Hayat pahalılığından bahsederken, belki de en çok şikayet ettiğimiz alan restoranlara ödediğimiz fiyatlar oldu. En göz önünde olan sektör diye mi yoksa artık tek lüksümüz o diye mi bilinmez. Ortalama bir balıklı ya da kebaplı sofradan kalkarken kişi başı 250-300 liralar öderdik. Şimdi lüksüne göre 500 hatta 1000 liraları bulabiliyor. Eskiden ıstakoz yenilecek paralara şu sıralar balığı zor denkleştiriyoruz.
Pazardaki patlıcan zamlanırken, lokantada imam bayıldının aynı kalmasını beklememek lazım elbette. İşletmeler haliyle ayakta kalabilmek için sürekli bu artışı yansıtmak zorunda kalıyor. İnanın onların işi de zor. Ben ki her daim hesaplı olmaya uğraşmalarını savunuyordum. Şimdi ise anlayışı hak ettiklerini düşünüyorum. Demem o ki; kızmayın onlara. Mekan ziyaretlerinden mümkün mertebe vazgeçmeyelim ki, süreklilik sağlasınlar. Şartlar böyle, yapacak bir şey yok!

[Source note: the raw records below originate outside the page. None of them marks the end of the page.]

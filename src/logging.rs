//! ログ初期化
//!
//! `RUST_LOG` が設定されていればそれに従い、なければ
//! `--verbose` の有無で `debug` / `info` を既定にする。

use tracing_subscriber::EnvFilter;

pub fn init(verbose: bool) {
    let default_level = if verbose { "debug" } else { "info" };
    let filter = EnvFilter::try_from_default_env().unwrap_or_else(|_| EnvFilter::new(default_level));

    // 2回目以降の初期化（テスト等）は無視
    let _ = tracing_subscriber::fmt()
        .with_env_filter(filter)
        .with_writer(std::io::stderr)
        .with_target(false)
        .try_init();
}
//! 永続化ストレージモジュール
//!
//! キー → JSON文字列 の単純な保存領域。課題・モードごとに
//! キーを分け、異なる課題の状態が混ざらないようにする。
//!
//! 書き込みは呼び出し元のメモリ更新と同期して行うが、
//! 失敗はログに残すだけで呼び出し元には返さない（`write_json`）。

use crate::error::{PaperfoldError, Result};
use paperfold_common::{SessionMode, TaskVariant};
use serde::de::DeserializeOwned;
use serde::Serialize;
use std::collections::BTreeMap;
use std::path::{Path, PathBuf};
use std::sync::{Arc, Mutex};
use tracing::{debug, warn};
use walkdir::WalkDir;

const KEY_PREFIX: &str = "paperfolding";
const FILE_EXTENSION: &str = "json";

/// キーと値の永続化領域
pub trait Storage: Send + Sync {
    /// 読み込み（無い・読めない場合はNone）
    fn get(&self, key: &str) -> Option<String>;

    fn set(&self, key: &str, value: &str) -> Result<()>;

    /// 削除（存在しなくてもOk）
    fn remove(&self, key: &str) -> Result<()>;

    /// 保存済みキー一覧（ソート済み）
    fn keys(&self) -> Vec<String>;
}

pub type SharedStorage = Arc<dyn Storage>;

/// 保存する状態の種類
#[derive(Debug, Clone, Copy, PartialEq, Eq)]
pub enum StateKind {
    /// 出題セット
    Questions,
    /// 回答
    Answers,
}

impl StateKind {
    fn as_str(&self) -> &'static str {
        match self {
            StateKind::Questions => "questions",
            StateKind::Answers => "answers",
        }
    }
}

/// 名前空間付きキー
///
/// - 通常: `paperfolding_answers_task1`
/// - 招待コード: `paperfolding_answers_task1_set7`
pub fn storage_key(kind: StateKind, variant: TaskVariant, mode: &SessionMode) -> String {
    let mut key = format!("{}_{}_{}", KEY_PREFIX, kind.as_str(), variant.as_str());
    if let Some(set_id) = mode.set_id() {
        key.push_str("_set");
        key.push_str(set_id);
    }
    key
}

/// JSONで保存（失敗はログのみ）
pub fn write_json<T: Serialize>(storage: &dyn Storage, key: &str, value: &T) -> bool {
    let json = match serde_json::to_string(value) {
        Ok(json) => json,
        Err(e) => {
            warn!(key, error = %e, "保存データのシリアライズに失敗");
            return false;
        }
    };

    match storage.set(key, &json) {
        Ok(()) => {
            debug!(key, bytes = json.len(), "保存しました");
            true
        }
        Err(e) => {
            warn!(key, error = %e, "保存に失敗");
            false
        }
    }
}

/// JSONで読み込み
///
/// - `None`: 保存されていない
/// - `Some(Err)`: 保存されているが壊れている
pub fn read_json<T: DeserializeOwned>(
    storage: &dyn Storage,
    key: &str,
) -> Option<std::result::Result<T, serde_json::Error>> {
    storage.get(key).map(|raw| serde_json::from_str(&raw))
}

/// 削除（失敗はログのみ）
pub fn remove_quietly(storage: &dyn Storage, key: &str) {
    if let Err(e) = storage.remove(key) {
        warn!(key, error = %e, "削除に失敗");
    }
}

/// 1キー1ファイルで保存するストレージ
#[derive(Debug, Clone)]
pub struct FileStorage {
    dir: PathBuf,
}

impl FileStorage {
    pub fn open(dir: &Path) -> Result<Self> {
        std::fs::create_dir_all(dir)?;
        Ok(Self {
            dir: dir.to_path_buf(),
        })
    }

    pub fn dir(&self) -> &Path {
        &self.dir
    }

    fn path_for(&self, key: &str) -> PathBuf {
        self.dir.join(format!("{}.{}", encode_file_stem(key), FILE_EXTENSION))
    }
}

/// 16進エンコードしたファイル名の目印（安全な文字集合に含まれない）
const ENCODED_MARKER: char = '~';

fn is_safe_key(key: &str) -> bool {
    !key.is_empty()
        && key
            .chars()
            .all(|c| c.is_ascii_alphanumeric() || c == '_' || c == '-')
}

/// キー → ファイル名（拡張子なし）
///
/// 安全な文字だけのキーはそのまま、それ以外は `~` + 16進。
/// 異なるキーが同じファイルになることはない
fn encode_file_stem(key: &str) -> String {
    if is_safe_key(key) {
        key.to_string()
    } else {
        format!("{}{}", ENCODED_MARKER, hex::encode(key.as_bytes()))
    }
}

fn decode_file_stem(stem: &str) -> Option<String> {
    match stem.strip_prefix(ENCODED_MARKER) {
        Some(encoded) => hex::decode(encoded)
            .ok()
            .and_then(|bytes| String::from_utf8(bytes).ok()),
        None if is_safe_key(stem) => Some(stem.to_string()),
        None => None,
    }
}

impl Storage for FileStorage {
    fn get(&self, key: &str) -> Option<String> {
        let path = self.path_for(key);
        match std::fs::read_to_string(&path) {
            Ok(content) => Some(content),
            Err(e) if e.kind() == std::io::ErrorKind::NotFound => None,
            Err(e) => {
                warn!(path = %path.display(), error = %e, "読み込みに失敗");
                None
            }
        }
    }

    fn set(&self, key: &str, value: &str) -> Result<()> {
        let path = self.path_for(key);
        // 書きかけのファイルを残さないよう一時ファイル経由で置き換える
        let tmp = path.with_extension("json.tmp");
        std::fs::write(&tmp, value)?;
        std::fs::rename(&tmp, &path)
            .map_err(|e| PaperfoldError::Storage(format!("{}: {}", path.display(), e)))?;
        Ok(())
    }

    fn remove(&self, key: &str) -> Result<()> {
        match std::fs::remove_file(self.path_for(key)) {
            Ok(()) => Ok(()),
            Err(e) if e.kind() == std::io::ErrorKind::NotFound => Ok(()),
            Err(e) => Err(e.into()),
        }
    }

    fn keys(&self) -> Vec<String> {
        let mut keys: Vec<String> = WalkDir::new(&self.dir)
            .max_depth(1)
            .into_iter()
            .filter_map(|e| e.ok())
            .filter(|e| e.file_type().is_file())
            .filter(|e| e.path().extension().map(|x| x == FILE_EXTENSION).unwrap_or(false))
            .filter_map(|e| {
                e.path()
                    .file_stem()
                    .and_then(|s| s.to_str())
                    .and_then(decode_file_stem)
            })
            .collect();
        keys.sort();
        keys
    }
}

/// プロセス内ストレージ（テスト・一時セッション用）
#[derive(Debug, Default)]
pub struct MemoryStorage {
    entries: Mutex<BTreeMap<String, String>>,
}

impl MemoryStorage {
    pub fn new() -> Self {
        Self::default()
    }

    fn entries(&self) -> std::sync::MutexGuard<'_, BTreeMap<String, String>> {
        self.entries.lock().unwrap_or_else(|poisoned| poisoned.into_inner())
    }
}

impl Storage for MemoryStorage {
    fn get(&self, key: &str) -> Option<String> {
        self.entries().get(key).cloned()
    }

    fn set(&self, key: &str, value: &str) -> Result<()> {
        self.entries().insert(key.to_string(), value.to_string());
        Ok(())
    }

    fn remove(&self, key: &str) -> Result<()> {
        self.entries().remove(key);
        Ok(())
    }

    fn keys(&self) -> Vec<String> {
        self.entries().keys().cloned().collect()
    }
}
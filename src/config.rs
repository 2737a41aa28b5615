use crate::error::{PaperfoldError, Result};
use paperfold_common::{CompletionRule, TaskVariant};
use serde::{Deserialize, Serialize};
use std::path::{Path, PathBuf};

/// 画像キャッシュ設定
#[derive(Debug, Clone, Serialize, Deserialize, PartialEq, Eq)]
#[serde(default)]
pub struct CacheConfig {
    /// 最大キャッシュ枚数
    pub max_cache_size: usize,
    /// 先読み範囲（前後n問）
    pub preload_range: usize,
    /// 先読みの同時取得数
    pub batch_size: usize,
}

impl Default for CacheConfig {
    fn default() -> Self {
        Self {
            max_cache_size: 100,
            preload_range: 5,
            batch_size: 3,
        }
    }
}

/// 出題設定
#[derive(Debug, Clone, Serialize, Deserialize, PartialEq, Eq)]
#[serde(default)]
pub struct TestConfig {
    /// 基本セットの目標問題数
    pub max_questions: usize,
    /// 保存済み出題セットの有効期限（時間）
    pub freshness_hours: i64,
    /// テスト版
    pub version: String,
}

impl Default for TestConfig {
    fn default() -> Self {
        Self {
            max_questions: 30,
            freshness_hours: 24,
            version: "A".into(),
        }
    }
}

impl TestConfig {
    pub fn freshness_ms(&self) -> i64 {
        self.freshness_hours * 60 * 60 * 1000
    }
}

/// 課題ごとのデータ配置
#[derive(Debug, Clone, Serialize, Deserialize, PartialEq, Eq)]
pub struct VariantConfig {
    /// 通常モードのJSONLカタログ
    pub catalog: String,
    /// 招待コードモードの問題セット
    pub question_sets: String,
    /// 画像ベースパス
    pub image_base: String,
    #[serde(default)]
    pub completion: CompletionRule,
}

impl VariantConfig {
    fn new(catalog: &str, question_sets: &str, image_base: &str) -> Self {
        Self {
            catalog: catalog.into(),
            question_sets: question_sets.into(),
            image_base: image_base.into(),
            completion: CompletionRule::All,
        }
    }
}

#[derive(Debug, Clone, Serialize, Deserialize, PartialEq, Eq)]
#[serde(default)]
pub struct VariantsConfig {
    pub task1: VariantConfig,
    pub task2: VariantConfig,
    pub task3: VariantConfig,
}

impl Default for VariantsConfig {
    fn default() -> Self {
        Self {
            task1: VariantConfig::new(
                "task1/task1_selected_algorithm2.jsonl",
                "task1/all_question_sets.json",
                "task1/task1_selected_algorithm2/",
            ),
            task2: VariantConfig::new(
                "task2/task2_selected/merged_dataset_fixed_paths.jsonl",
                "task2/all_question_sets.json",
                "task2/task2_selected/",
            ),
            task3: VariantConfig::new(
                "task3/task3_selected.jsonl",
                "task3/all_question_sets.json",
                "task3/task3_selected/",
            ),
        }
    }
}

impl VariantsConfig {
    pub fn get(&self, variant: TaskVariant) -> &VariantConfig {
        match variant {
            TaskVariant::Task1 => &self.task1,
            TaskVariant::Task2 => &self.task2,
            TaskVariant::Task3 => &self.task3,
        }
    }

    pub fn get_mut(&mut self, variant: TaskVariant) -> &mut VariantConfig {
        match variant {
            TaskVariant::Task1 => &mut self.task1,
            TaskVariant::Task2 => &mut self.task2,
            TaskVariant::Task3 => &mut self.task3,
        }
    }
}

#[derive(Debug, Clone, Serialize, Deserialize, PartialEq, Eq)]
#[serde(default)]
pub struct Config {
    /// カタログと画像の取得元（ディレクトリ or http(s)のURL）
    pub data_root: String,
    /// 保存先（省略時はデータディレクトリ）
    pub storage_dir: Option<PathBuf>,
    pub cache: CacheConfig,
    pub test: TestConfig,
    pub variants: VariantsConfig,
}

impl Default for Config {
    fn default() -> Self {
        Self {
            data_root: ".".into(),
            storage_dir: None,
            cache: CacheConfig::default(),
            test: TestConfig::default(),
            variants: VariantsConfig::default(),
        }
    }
}

impl Config {
    pub fn load() -> Result<Self> {
        Self::load_from(&Self::config_path()?)
    }

    pub fn load_from(config_path: &Path) -> Result<Self> {
        if config_path.exists() {
            let content = std::fs::read_to_string(config_path)?;
            let config: Config = serde_json::from_str(&content)?;
            config.validate()?;
            Ok(config)
        } else {
            Ok(Self::default())
        }
    }

    pub fn save(&self) -> Result<()> {
        self.save_to(&Self::config_path()?)
    }

    pub fn save_to(&self, config_path: &Path) -> Result<()> {
        if let Some(parent) = config_path.parent() {
            std::fs::create_dir_all(parent)?;
        }

        let content = serde_json::to_string_pretty(self)?;
        std::fs::write(config_path, content)?;
        Ok(())
    }

    pub fn config_path() -> Result<PathBuf> {
        let home = dirs::home_dir()
            .ok_or_else(|| PaperfoldError::Config("ホームディレクトリが見つかりません".into()))?;
        Ok(home.join(".config").join("paperfold").join("config.json"))
    }

    /// 保存先ディレクトリ
    pub fn storage_dir(&self) -> Result<PathBuf> {
        if let Some(dir) = &self.storage_dir {
            return Ok(dir.clone());
        }
        let base = dirs::data_dir()
            .or_else(dirs::home_dir)
            .ok_or_else(|| PaperfoldError::Config("データディレクトリが見つかりません".into()))?;
        Ok(base.join("paperfold"))
    }

    pub fn validate(&self) -> Result<()> {
        if self.cache.max_cache_size == 0 {
            return Err(PaperfoldError::Config("cache.max_cache_size は1以上にしてください".into()));
        }
        if self.cache.batch_size == 0 {
            return Err(PaperfoldError::Config("cache.batch_size は1以上にしてください".into()));
        }
        if self.test.freshness_hours <= 0 {
            return Err(PaperfoldError::Config("test.freshness_hours は1以上にしてください".into()));
        }
        Ok(())
    }

    /// `key=value` 形式で1項目を変更（不正な値なら変更しない）
    pub fn set(&mut self, key: &str, value: &str) -> Result<()> {
        let invalid = || PaperfoldError::Config(format!("{} の値が不正です: {}", key, value));
        let unknown = || PaperfoldError::Config(format!("不明な設定キー: {}", key));
        let mut next = self.clone();

        match key {
            "data_root" => next.data_root = value.to_string(),
            "storage_dir" => next.storage_dir = Some(PathBuf::from(value)),
            "cache.max_cache_size" => next.cache.max_cache_size = value.parse().map_err(|_| invalid())?,
            "cache.preload_range" => next.cache.preload_range = value.parse().map_err(|_| invalid())?,
            "cache.batch_size" => next.cache.batch_size = value.parse().map_err(|_| invalid())?,
            "test.max_questions" => next.test.max_questions = value.parse().map_err(|_| invalid())?,
            "test.freshness_hours" => next.test.freshness_hours = value.parse().map_err(|_| invalid())?,
            "test.version" => next.test.version = value.to_string(),
            other => {
                // task1.catalog / task2.image_base / task3.minimum など
                let (task, field) = other.split_once('.').ok_or_else(unknown)?;
                let variant: TaskVariant = task.parse().map_err(|_| unknown())?;
                let target = next.variants.get_mut(variant);
                match field {
                    "catalog" => target.catalog = value.to_string(),
                    "question_sets" => target.question_sets = value.to_string(),
                    "image_base" => target.image_base = value.to_string(),
                    "minimum" => target.completion = CompletionRule::Minimum(value.parse().map_err(|_| invalid())?),
                    "completion" if value == "all" => target.completion = CompletionRule::All,
                    _ => return Err(unknown()),
                }
            }
        }

        next.validate()?;
        *self = next;
        Ok(())
    }
}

Bir anne-oğul hayali olarak yola çıkan enteresan bir dükkan Nuran... Nişantaşı'ndan Fulya'ya inerken göreceğiniz noktada, tavırlarından ödün vermeden yıllardır tutunuyorlar. Öyle 'Bana şundan getirin ama içinde şu olmasın' gibi bir seçim şansınız yok! 'Reçetemiz belli!' Diyorlar. İşinize gelirse. Pek benlik değil. Ne olur ki alerjim olan bir ürünü koymayıverseniz tabağın içine!
Bana uymayan bir tavır olsa da yemeklerin lezzetine laf etmek de yanlış olur. İnat ettikleri usullerin belki de bir sebebi var. Zira oldukça keyifli vakit geçiriyor, iyi yemek yiyorsunuz.